Coding a solution for SLICED - A live data science competition

Background

SLICED is a competitive data science game show - where participants are given 2 hours to explore and predict data they’ve just seen. Episodes are ongoing this summer and I highly recommend checking them out if you’re interested in data analytics, data science, or machine learning.

Nick Wan and Meg Risdal are the hosts of SLICED. For Week 1, contestants were challenged to predict board game ratings, given a list of features (year it was released, how long games take, etc).

You can check out the first episode here on Twitch, and learn more about the show and schedule here.

Data Science in 2 Hours

As a challenge, I wanted to also try to build a prediction in under two hours - similar to the contestants, albeit with much less pressure from not having 200 people watching me while I code. I have close to zero expertise in board games, besides childhood favorites (Risk, Stratego, Monopoly + the inevitable family squabbles), so it was interesting to see how accurate a prediction I could get.

Problem Overview

The dataset contains ~3,500 board games with various descriptive columns and “geek rating” that we are trying to predict. The goal is to predict the unknown geek rating for an additional 1,500 board games. You can see a sample of a few columns below, with the full data (and scoring) available on kaggle.

Data Overview
Data Overview

Exploratory Data Analysis

One of the first things I did (after importing libraries and data) was plot a pairgrid of various features with our target variable geek_rating. Some columns were text or a bit trickier to parse, which I saved for later steps. Doing this, I noticed a few interesting relationships:

  1. Characteristics of a board game (min players, max players, average play time) seem to have a loose relationship with predicting a rating. There’s probably a sweet spot in terms of how many players and how long a game takes for it to be rated well.
  2. There seems to be a stronger (and nonlinear) relationship between how many people own/vote on a game and how high it is rated.
  3. Games are around for some time before they are rated highly.
pg = sns.PairGrid(train_df, x_vars=['min_players', 'max_players', 'avg_time', 'year', 'owned', 'num_votes', 'age'], y_vars=['geek_rating'])
pg.map(sns.scatterplot)
Pairgrid Plot
Pairgrid Plot Click for Full Size Version

Digging into this a bit further, plotting the minimum number of players and rating, we see that a 1-2 player minimum scores the best on average. Similar analysis on the max players yields that the most “normal” game configurations that seem to be popular.
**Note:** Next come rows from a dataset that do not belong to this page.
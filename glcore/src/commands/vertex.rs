//! Vertex arrays and generic vertex attributes.
//!
//! Every entry point addressing a generic attribute by index accepts any
//! [`IntoIndex`] value. Negative or oversized indices fail with
//! [`Error::IndexOutOfRange`](crate::Error::IndexOutOfRange) before the
//! driver is called.

use crate::{
    enums::VertexAttribType,
    error::Result,
    index::IntoIndex,
    sys::types::*,
    util::{count, gl_bool},
    Gl,
};
use std::{ffi::c_void, ptr};

macro_rules! attrib_values {
    ($($method:ident => $raw:ident($($arg:ident: $ty:ty),+);)*) => {
        impl Gl {
            $(
                pub fn $method(&self, index: impl IntoIndex, $($arg: $ty),+) -> Result<()> {
                    let index = index.into_index(concat!("gl", stringify!($raw)))?;
                    unsafe { self.raw.$raw(index, $($arg),+) };
                    Ok(())
                }
            )*
        }
    };
}

macro_rules! attrib_vectors {
    ($($method:ident => $raw:ident: [$ty:ty; $len:literal];)*) => {
        impl Gl {
            $(
                pub fn $method(&self, index: impl IntoIndex, v: &[$ty; $len]) -> Result<()> {
                    let index = index.into_index(concat!("gl", stringify!($raw)))?;
                    unsafe { self.raw.$raw(index, v.as_ptr()) };
                    Ok(())
                }
            )*
        }
    };
}

macro_rules! attrib_packed {
    ($($method:ident / $vector:ident => $raw:ident / $raw_vector:ident;)*) => {
        impl Gl {
            $(
                /// `type_` is `INT_2_10_10_10_REV`, `UNSIGNED_INT_2_10_10_10_REV`
                /// or `UNSIGNED_INT_10F_11F_11F_REV`.
                pub fn $method(
                    &self,
                    index: impl IntoIndex,
                    type_: VertexAttribType,
                    normalized: bool,
                    value: GLuint,
                ) -> Result<()> {
                    let index = index.into_index(concat!("gl", stringify!($raw)))?;
                    unsafe { self.raw.$raw(index, type_.into(), gl_bool(normalized), value) };
                    Ok(())
                }

                pub fn $vector(
                    &self,
                    index: impl IntoIndex,
                    type_: VertexAttribType,
                    normalized: bool,
                    value: &[GLuint; 1],
                ) -> Result<()> {
                    let index = index.into_index(concat!("gl", stringify!($raw_vector)))?;
                    unsafe {
                        self.raw
                            .$raw_vector(index, type_.into(), gl_bool(normalized), value.as_ptr())
                    };
                    Ok(())
                }
            )*
        }
    };
}

macro_rules! attrib_queries {
    ($($method:ident => $raw:ident: $ty:ty;)*) => {
        impl Gl {
            $(
                /// Four values cover `CURRENT_VERTEX_ATTRIB`; every other
                /// parameter fills only the first.
                pub fn $method(
                    &self,
                    index: impl IntoIndex,
                    pname: GLenum,
                    params: &mut [$ty; 4],
                ) -> Result<()> {
                    let index = index.into_index(concat!("gl", stringify!($raw)))?;
                    unsafe { self.raw.$raw(index, pname, params.as_mut_ptr()) };
                    Ok(())
                }
            )*
        }
    };
}

attrib_values! {
    vertex_attrib_1d => VertexAttrib1d(x: GLdouble);
    vertex_attrib_1f => VertexAttrib1f(x: GLfloat);
    vertex_attrib_1s => VertexAttrib1s(x: GLshort);
    vertex_attrib_2d => VertexAttrib2d(x: GLdouble, y: GLdouble);
    vertex_attrib_2f => VertexAttrib2f(x: GLfloat, y: GLfloat);
    vertex_attrib_2s => VertexAttrib2s(x: GLshort, y: GLshort);
    vertex_attrib_3d => VertexAttrib3d(x: GLdouble, y: GLdouble, z: GLdouble);
    vertex_attrib_3f => VertexAttrib3f(x: GLfloat, y: GLfloat, z: GLfloat);
    vertex_attrib_3s => VertexAttrib3s(x: GLshort, y: GLshort, z: GLshort);
    vertex_attrib_4d => VertexAttrib4d(x: GLdouble, y: GLdouble, z: GLdouble, w: GLdouble);
    vertex_attrib_4f => VertexAttrib4f(x: GLfloat, y: GLfloat, z: GLfloat, w: GLfloat);
    vertex_attrib_4s => VertexAttrib4s(x: GLshort, y: GLshort, z: GLshort, w: GLshort);
    vertex_attrib_4nub => VertexAttrib4Nub(x: GLubyte, y: GLubyte, z: GLubyte, w: GLubyte);
    vertex_attrib_i1i => VertexAttribI1i(x: GLint);
    vertex_attrib_i1ui => VertexAttribI1ui(x: GLuint);
    vertex_attrib_i2i => VertexAttribI2i(x: GLint, y: GLint);
    vertex_attrib_i2ui => VertexAttribI2ui(x: GLuint, y: GLuint);
    vertex_attrib_i3i => VertexAttribI3i(x: GLint, y: GLint, z: GLint);
    vertex_attrib_i3ui => VertexAttribI3ui(x: GLuint, y: GLuint, z: GLuint);
    vertex_attrib_i4i => VertexAttribI4i(x: GLint, y: GLint, z: GLint, w: GLint);
    vertex_attrib_i4ui => VertexAttribI4ui(x: GLuint, y: GLuint, z: GLuint, w: GLuint);
    vertex_attrib_l1d => VertexAttribL1d(x: GLdouble);
    vertex_attrib_l2d => VertexAttribL2d(x: GLdouble, y: GLdouble);
    vertex_attrib_l3d => VertexAttribL3d(x: GLdouble, y: GLdouble, z: GLdouble);
    vertex_attrib_l4d => VertexAttribL4d(x: GLdouble, y: GLdouble, z: GLdouble, w: GLdouble);
    vertex_attrib_binding => VertexAttribBinding(bindingindex: GLuint);
    vertex_attrib_divisor => VertexAttribDivisor(divisor: GLuint);
}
sns.boxplot(data=train_df, x='min_players', y='geek_rating')
Minimum Player Boxplot
Minimum Player Boxplot

Visually scanning some of the game mechanics, I picked some key words that resulted in higher scores. A better method would be to parse out the various phrases and build a relationship using summary statistics between game mechanic and rating … but the two hours got away from me quickly!
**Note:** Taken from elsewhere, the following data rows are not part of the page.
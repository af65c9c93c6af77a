use crate::sys::types::{GLboolean, GLchar, GLint, GLsizei, GLsizeiptr};
use std::{ffi::CString, mem};

use crate::error::Result;

/// Element count of a slice as a `GLsizei`, clamped to `GLsizei::MAX`.
#[inline]
pub(crate) fn count<T>(slice: &[T]) -> GLsizei {
    GLsizei::try_from(slice.len()).unwrap_or(GLsizei::MAX)
}

/// Size in bytes of a slice as a `GLsizeiptr`.
#[inline]
pub(crate) fn byte_size<T>(slice: &[T]) -> GLsizeiptr {
    GLsizeiptr::try_from(mem::size_of_val(slice)).unwrap_or(GLsizeiptr::MAX)
}

#[inline]
pub(crate) fn gl_bool(value: bool) -> GLboolean {
    value as GLboolean
}

pub(crate) fn c_string(value: &str) -> Result<CString> {
    Ok(CString::new(value)?)
}

/// Decodes the first `length` bytes written by the driver, stopping early at
/// a nul byte.
pub(crate) fn string_from_buffer(buffer: &[u8], length: GLsizei) -> String {
    let length = usize::try_from(length).unwrap_or(0).min(buffer.len());
    let bytes = &buffer[..length];
    let end = bytes.iter().position(|&b| b == 0).unwrap_or(bytes.len());
    String::from_utf8_lossy(&bytes[..end]).into_owned()
}

/// Allocates `capacity` bytes, lets `fetch` fill them and returns the text
/// up to the reported length.
pub(crate) fn read_string(capacity: GLint, fetch: impl FnOnce(&mut [u8]) -> GLsizei) -> String {
    let Ok(capacity) = usize::try_from(capacity) else {
        return String::new();
    };
    if capacity == 0 {
        return String::new();
    }

    let mut buffer = vec![0; capacity];
    let length = fetch(&mut buffer);
    string_from_buffer(&buffer, length)
}

#[inline]
pub(crate) fn chars_mut(buffer: &mut [u8]) -> *mut GLchar {
    buffer.as_mut_ptr().cast()
}
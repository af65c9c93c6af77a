use crate::{
    error::{Error, Result},
    extensions::ExtensionSet,
    loader::{self, GetProcAddress},
    sys,
    version::Version,
};
use std::{
    cell::{OnceCell, RefCell},
    collections::{BTreeMap, BTreeSet, HashSet},
    fmt,
    os::raw::c_void,
    ptr::{self, NonNull},
};
use tracing::{debug, trace};

/// The OpenGL 4.6 core entry points of one context.
///
/// Every method forwards to the driver function resolved when the table was
/// loaded. Calling a method whose entry point is missing panics; use
/// [`Gl::is_loaded`] or [`GlBuilder`](crate::GlBuilder) to check beforehand.
///
/// `Gl` is `Send` but not `Sync`. It may be moved to the thread that makes
/// its context current, but must not be used from two threads at once.
pub struct Gl {
    pub(crate) raw: sys::Gl,
    addresses: BTreeMap<&'static str, *const c_void>,
    missing: BTreeSet<&'static str>,
    filter_sentinels: bool,
    pub(crate) version: OnceCell<Version>,
    pub(crate) extensions: RefCell<Option<ExtensionSet>>,
}

// The table only stores code addresses of the driver.
unsafe impl Send for Gl {}

impl Gl {
    /// Resolves every entry point through `loader`.
    ///
    /// # Safety
    ///
    /// The loader must return addresses of functions matching the OpenGL
    /// signatures for the context they were queried for. Methods of the
    /// returned table may only be called while that context is current on
    /// the calling thread.
    pub unsafe fn load_with<L: GetProcAddress>(loader: L) -> Self {
        Self::load(loader, true)
    }

    pub(crate) unsafe fn load<L: GetProcAddress>(mut loader: L, filter_sentinels: bool) -> Self {
        let (raw, addresses) = resolve_all(&mut loader, filter_sentinels);
        let mut gl = Self {
            raw,
            addresses,
            missing: BTreeSet::new(),
            filter_sentinels,
            version: OnceCell::new(),
            extensions: RefCell::new(None),
        };
        gl.update_missing();
        gl
    }

    /// Resolves every entry point again and clears the cached version and
    /// extension list.
    ///
    /// # Safety
    ///
    /// See [`Gl::load_with`].
    pub unsafe fn reload_with<L: GetProcAddress>(&mut self, mut loader: L) {
        let (raw, addresses) = resolve_all(&mut loader, self.filter_sentinels);
        self.raw = raw;
        self.addresses = addresses;
        self.version = OnceCell::new();
        self.extensions.replace(None);
        self.update_missing();
    }

    /// Resolves a single entry point again, leaving the others untouched.
    ///
    /// Returns whether `symbol` is available afterwards. Symbols that are not
    /// part of the table are ignored and report `false`.
    ///
    /// # Safety
    ///
    /// See [`Gl::load_with`].
    pub unsafe fn load_function<L: GetProcAddress>(&mut self, symbol: &str, mut loader: L) -> bool {
        let Some(symbol) = command(symbol) else {
            let (major, minor) = sys::PROFILE_VERSION;
            debug!("{symbol} is not an OpenGL {major}.{minor} core command");
            return false;
        };

        let address = filter(loader.get_proc_address(symbol), self.filter_sentinels);
        if address.is_null() {
            self.addresses.remove(symbol);
        } else {
            self.addresses.insert(symbol, address);
        }

        let addresses = &self.addresses;
        self.raw = sys::Gl::load_with(|name| addresses.get(name).copied().unwrap_or(ptr::null()));
        self.update_missing();

        !address.is_null()
    }

    /// Whether the driver provided `symbol`, e.g. `"glBufferStorage"`.
    pub fn is_loaded(&self, symbol: &str) -> bool {
        self.addresses.contains_key(symbol)
    }

    pub fn loaded_functions(&self) -> impl Iterator<Item = &'static str> + '_ {
        self.addresses.keys().copied()
    }

    pub fn missing_functions(&self) -> impl Iterator<Item = &'static str> + '_ {
        self.missing.iter().copied()
    }

    /// The driver address resolved for `symbol`.
    pub fn function_address(&self, symbol: &str) -> Option<NonNull<c_void>> {
        self.addresses
            .get(symbol)
            .and_then(|address| NonNull::new(address.cast_mut()))
    }

    /// The underlying function table.
    pub fn raw(&self) -> &sys::Gl {
        &self.raw
    }

    pub(crate) fn require(&self, symbol: &'static str) -> Result<()> {
        match self.is_loaded(symbol) {
            true => Ok(()),
            false => Err(Error::FunctionNotLoaded(symbol)),
        }
    }

    fn update_missing(&mut self) {
        self.missing = sys::COMMANDS
            .iter()
            .copied()
            .filter(|name| !self.addresses.contains_key(name))
            .collect();

        for name in &self.missing {
            trace!("{name} is not provided by the driver");
        }
        debug!(
            "Loaded {} OpenGL entry points, {} missing",
            self.addresses.len(),
            self.missing.len()
        );
    }
}

impl fmt::Debug for Gl {
    fn fmt(&self, f: &mut fmt::Formatter<'_>) -> fmt::Result {
        f.debug_struct("Gl")
            .field("loaded", &self.addresses.len())
            .field("missing", &self.missing.len())
            .field("version", &self.version.get())
            .finish_non_exhaustive()
    }
}

fn command(symbol: &str) -> Option<&'static str> {
    sys::COMMANDS.iter().copied().find(|name| *name == symbol)
}

fn filter(address: *const c_void, filter_sentinels: bool) -> *const c_void {
    if filter_sentinels && loader::is_sentinel(address) {
        ptr::null()
    } else {
        address
    }
}

/// Loads the raw table, recording the address every command resolved to.
///
/// The generated loader asks for a command's aliases right after the command
/// itself when the primary symbol is missing, so an alias hit is attributed
/// to the last primary symbol requested.
fn resolve_all<L: GetProcAddress>(
    loader: &mut L,
    filter_sentinels: bool,
) -> (sys::Gl, BTreeMap<&'static str, *const c_void>) {
    let commands: HashSet<&'static str> = sys::COMMANDS.iter().copied().collect();
    let mut addresses = BTreeMap::new();
    let mut current = None;

    let raw = sys::Gl::load_with(|symbol| {
        let address = filter(loader.get_proc_address(symbol), filter_sentinels);

        if commands.contains(symbol) {
            current = Some(symbol);
            if !address.is_null() {
                addresses.insert(symbol, address);
            }
        } else if let Some(primary) = current {
            if !address.is_null() {
                trace!("{primary} resolved through {symbol}");
                addresses.entry(primary).or_insert(address);
            }
        }

        address
    });

    (raw, addresses)
}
train_df.groupby('mechanic')['geek_rating'].mean().sort_values(ascending=False)[:20]
train_df.groupby('mechanic')['geek_rating'].mean().sort_values(ascending=False)[-20:]

Feature Engineering

Player Grouping

I decided to add a “player grouping” feature, just to capture some of the relationships spotted visually in the number of players boxplot. A machine learning algorithm such as decision trees could pick this up automatically, but it was quick to code the information I thought was a useful as an aggregation to help the learning.

def player_grouping(df):
    # Categorize min and max player rollup
    if df['min_players'] <= 0:
        return 'Low'
    elif df['max_players'] <= 3:
        return 'Low'
    elif df['min_players'] == 8:
        return 'Exact'
    elif df['min_players'] == 5:
        return 'Odd'
    elif df['max_players'] > 3 and df['max_players'] <= 7:
        return 'Exact'
    else:
        return 'Other'

train_df['player_grouping'] = train_df.apply(lambda row: player_grouping(row), axis=1)
New Derived Player Grouping Feature
New Derived Player Grouping Feature
Category Scoring

The next feature I wanted to create was based on the category a game is listed as (Strategy, Dice, etc).

This information was stored in a number of columns. I created a lookup dictionary using the first one (better to have all 12, but time flies…) and then looped through the various columns to find the average score associated with the category terms. For example Medical, Renaissance, and Civilization categories did the best - and Trivia, Memory, and Number categories the worst.

category_lookup_dict = dict(train_df.groupby('category1')['geek_rating'].mean())

def get_combined_category_scoring(df, category_dict, col_list):
    # Loop through category columns and grab average scores.
    score_list = []
    for col in col_list:
        if df[col] != np.nan:
            # Handle errors for new categories not profiled
            try:
                score_list.append(category_dict[df[col]])
            except:
                pass
    if len(score_list) > 0:
        return np.mean(score_list)
    else:
        return 6.09 # avg for missing categories

col_list_cat = [col for col in train_df.columns if 'category' in col]
train_df['cat_score'] = train_df.apply(lambda row: get_combined_category_scoring(row, category_lookup_dict, col_list_cat), axis=1)
Mechanic Group

I did similar feature engineering with the game mechanic field, but less scientific about calculating the means and just a binary flag approach as time dwindled down.

Prediction

The final step was to choose the columns feed into the prediction and a machine learning algorithm. I tried a few and ended up with Gradient Boosting. I didn’t spend much time optimizing hyperparameters, and just went with the defaults.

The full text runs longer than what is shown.